Tanto más plácida se ofreció después Argentina a la mirada. Volvía a ser España, su vieja cultura, protegida y preservada en una nueva tierra, más vasta, todavía no abonada con sangre, todavía no emponzoñada con odio. Había abundancia e incluso exceso de alimentos, de riqueza, había espacio infinito y, con él, comida para el futuro. Se apoderó de mí una inmensa alegría y una especie de nueva confianza. ¿No habían emigrado las culturas de un país a otro desde hacía miles de años? ¿No se salvaban siempre las semillas, aunque el árbol cayera bajo el hacha, y con ellas también las nuevas flores y los frutos? Lo que las generaciones anteriores y contemporáneas habían logrado nunca se perdería del todo. Sólo hacía falta aprender a pensar a partir de dimensiones más grandes, a contar con lapsos de tiempo más amplios. Deberíamos empezar a pensar, me decía a mí mismo, ya no sólo a la europea, sino mirando más allá de Europa; no deberíamos enterrarnos en un pasado moribundo, sino participar en su renacimiento. Y es que, por la cordialidad con la que toda la población de esta nueva ciudad de millones de habitantes ha participado en nuestro congreso, he visto que allí no éramos unos extraños, que todavía estaba viva, vigente y eficaz la fe en la unidad espiritual, a la cual hemos dedicado los mejores años de nuestra vida, y que en la época de las nuevas velocidades, ya ni el océano nos separaba. Una nueva misión sustituía a la vieja: construir la comunidad que soñábamos en unas dimensiones más grandes y en uniones más osadas. Si, después de la última mirada a la inminente guerra, había dado a Europa por perdida, ahora, allí, bajo la Cruz del Sur, de nuevo empezaba a creer y a tener esperanza.

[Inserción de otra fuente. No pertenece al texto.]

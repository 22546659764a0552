use crate::api::models::*;
use crate::auth::AuthUser;
use crate::storage::Profile;
use axum::{
    Json,
    extract::{Path, State},
};
use tracing::info;

pub async fn add_experience_handler(
    State(state): State<AppState>,
    user: AuthUser,
    ApiJson(request): ApiJson<ExperienceRequest>,
) -> Result<Json<Profile>, AppError> {
    // Validate
    let entry = request.validate()?;
    let experience_id = entry.id;

    let profile = state
        .store
        .update_profile(user.id, |profile| profile.add_experience(entry))
        .await?
        .ok_or_else(|| AppError::BadRequest(NO_PROFILE.to_string()))?;

    info!(user_id = %user.id, %experience_id, "Experience added");

    Ok(Json(profile))
}

pub async fn remove_experience_handler(
    State(state): State<AppState>,
    user: AuthUser,
    Path(exp_id): Path<String>,
) -> Result<Json<Profile>, AppError> {
    let profile = state
        .store
        .update_profile(user.id, |profile| profile.remove_experience(&exp_id))
        .await?
        .ok_or_else(|| AppError::BadRequest(NO_PROFILE.to_string()))?;

    info!(user_id = %user.id, experience_id = %exp_id, "Experience removed");

    Ok(Json(profile))
}
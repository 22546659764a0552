pub mod documents;
pub mod store;

pub use documents::{
    Education, Experience, Post, Profile, ProfileFields, Social, User, UserSummary,
};
pub use store::{DocumentStore, StoreError, StoreResult, StoreStats};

Una impresión no menos imponente, una promesa no menor, supuso para mí Brasil, este país generosamente dotado por la naturaleza de la ciudad más bella del mundo, este país con un espacio inmenso que ni los ferrocarriles ni las carreteras, ni siquiera los aviones, podían recorrer todavía de cabo a rabo. Aquí el pasado se ha conservado con más esmero que en la misma Europa; aquí, el embrutecimiento que trajo consigo la Primera Guerra Mundial no ha penetrado todavía en las costumbres, en el espíritu de las naciones; aquí los hombres viven más pacífica y educadamente que entre nosotros, menos hostil que entre nosotros es el trato entre las diferentes razas; aquí el hombre no ha sido separado del hombre por absurdas teorías de sangre, raza y origen; se tenía el singular presentimiento de que aquí todavía se podía vivir en paz; aquí el espacio, por cuya mínima partícula luchaban los estados de Europa y lloriqueaban los políticos, estaba preparado, en una abundancia inconmensurable, para recibir el futuro; aquí la tierra esperaba todavía al hombre para que la utilizara y la llenara con su presencia; aquí se podía continuar y desarrollar en nuevas y grandiosas formas la civilización que Europa había creado. Con ojos felices ante las mil formas de la belleza de aquella nueva naturaleza, vi el futuro.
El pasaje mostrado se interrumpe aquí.